BEGIN PROVIDED MATERIAL

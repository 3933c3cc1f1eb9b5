//! Identifiers carried by every signal.

use std::fmt;

use uuid::Uuid;

/// Opaque identifier of one compiled code unit (e.g. a script block).
///
/// Assigned once by the engine when the unit is compiled. The tracing core only
/// compares and hashes it.
#[derive(Clone, Copy, Debug, PartialEq, Eq, PartialOrd, Ord, Hash)]
pub struct CodeUnitId(Uuid);

impl CodeUnitId {
    /// Generate a fresh random identifier.
    #[must_use]
    pub fn new() -> Self {
        Self(Uuid::new_v4())
    }

    /// Wrap an identifier assigned elsewhere.
    #[must_use]
    pub const fn from_uuid(uuid: Uuid) -> Self {
        Self(uuid)
    }

    /// The underlying UUID.
    #[must_use]
    pub const fn as_uuid(&self) -> &Uuid {
        &self.0
    }

    /// The nil identifier (all zero bits).
    #[must_use]
    pub const fn nil() -> Self {
        Self(Uuid::nil())
    }
}

impl Default for CodeUnitId {
    fn default() -> Self {
        Self::nil()
    }
}

impl From<Uuid> for CodeUnitId {
    fn from(uuid: Uuid) -> Self {
        Self(uuid)
    }
}

impl fmt::Display for CodeUnitId {
    fn fmt(&self, f: &mut fmt::Formatter<'_>) -> fmt::Result {
        self.0.hyphenated().fmt(f)
    }
}

/// A reachable location inside a code unit, numbered by the engine's compiler.
///
/// Only meaningful together with the [`CodeUnitId`] it was emitted with.
/// Engines number points from zero upwards, so negative values never occur.
#[derive(Clone, Copy, Debug, Default, PartialEq, Eq, PartialOrd, Ord, Hash)]
pub struct SequencePoint(pub u32);

impl From<u32> for SequencePoint {
    fn from(point: u32) -> Self {
        Self(point)
    }
}

impl fmt::Display for SequencePoint {
    fn fmt(&self, f: &mut fmt::Formatter<'_>) -> fmt::Result {
        write!(f, "#{}", self.0)
    }
}

#[cfg(test)]
mod tests {
    use super::*;

    #[test]
    fn test_code_unit_ids_are_unique() {
        let a = CodeUnitId::new();
        let b = CodeUnitId::new();
        assert_ne!(a, b);
        assert_ne!(a, CodeUnitId::nil());
    }

    #[test]
    fn test_code_unit_id_display_is_hyphenated_uuid() {
        let uuid = Uuid::from_u128(0x092a_e15a_d5fb_5d8d_9ffd_6889_1d24_c5f6);
        let unit = CodeUnitId::from_uuid(uuid);
        assert_eq!(unit.to_string(), "092ae15a-d5fb-5d8d-9ffd-68891d24c5f6");
        assert_eq!(unit.as_uuid(), &uuid);
    }

    #[test]
    fn test_code_unit_id_default_is_nil() {
        assert_eq!(CodeUnitId::default(), CodeUnitId::nil());
        assert_eq!(CodeUnitId::default(), CodeUnitId::default());
    }

    #[test]
    fn test_sequence_point_covers_full_range() {
        assert_eq!(SequencePoint::default(), SequencePoint(0));
        assert!(SequencePoint(0) < SequencePoint(u32::MAX));
        assert_eq!(SequencePoint::from(u32::MAX).to_string(), "#4294967295");
    }

    #[test]
    fn test_sequence_point_from_u32() {
        let point: SequencePoint = 7.into();
        assert_eq!(point, SequencePoint(7));
        assert_eq!(point.to_string(), "#7");
    }
}
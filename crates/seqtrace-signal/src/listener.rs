//! Listener trait and small built-in listeners.

use std::sync::atomic::{AtomicU64, Ordering};

use thiserror::Error;

use crate::{CodeUnitId, SequencePoint};

/// Failure raised by a listener while handling a signal.
///
/// These never reach the emitting code; the emitter logs and counts them.
#[derive(Debug, Error, Clone, PartialEq, Eq)]
pub enum ListenerError {
    #[error("listener rejected signal: {0}")]
    Rejected(String),

    #[error("listener panicked: {0}")]
    Panicked(String),
}

/// Receiver of sequence-point signals.
///
/// `on_signal` runs synchronously on the thread executing the observed code,
/// so implementations must not block and should return quickly.
pub trait SignalListener: Send + Sync {
    /// Called once for every signal emitted while this listener is attached.
    fn on_signal(&self, unit: CodeUnitId, point: SequencePoint) -> Result<(), ListenerError>;
}

impl<F> SignalListener for F
where
    F: Fn(CodeUnitId, SequencePoint) -> Result<(), ListenerError> + Send + Sync,
{
    fn on_signal(&self, unit: CodeUnitId, point: SequencePoint) -> Result<(), ListenerError> {
        self(unit, point)
    }
}

/// Listener that only counts signals.
#[derive(Debug, Default)]
pub struct CountingListener {
    signals: AtomicU64,
}

impl CountingListener {
    /// Number of signals received so far.
    #[must_use]
    pub fn signals(&self) -> u64 {
        self.signals.load(Ordering::Relaxed)
    }
}

impl SignalListener for CountingListener {
    fn on_signal(&self, _unit: CodeUnitId, _point: SequencePoint) -> Result<(), ListenerError> {
        self.signals.fetch_add(1, Ordering::Relaxed);
        Ok(())
    }
}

END PROVIDED MATERIAL

THE PROBLEM → Take the records above and return, word for word, only the lines that fall from the line with "use super::*;" to the line with "assert_eq!(CodeUnitId::default(), CodeUnitId::nil());", both of them included.

TASK RESULT →
    use super::*;

    #[test]
    fn test_code_unit_ids_are_unique() {
        let a = CodeUnitId::new();
        let b = CodeUnitId::new();
        assert_ne!(a, b);
        assert_ne!(a, CodeUnitId::nil());
    }

    #[test]
    fn test_code_unit_id_display_is_hyphenated_uuid() {
        let uuid = Uuid::from_u128(0x092a_e15a_d5fb_5d8d_9ffd_6889_1d24_c5f6);
        let unit = CodeUnitId::from_uuid(uuid);
        assert_eq!(unit.to_string(), "092ae15a-d5fb-5d8d-9ffd-68891d24c5f6");
        assert_eq!(unit.as_uuid(), &uuid);
    }

    #[test]
    fn test_code_unit_id_default_is_nil() {
        assert_eq!(CodeUnitId::default(), CodeUnitId::nil());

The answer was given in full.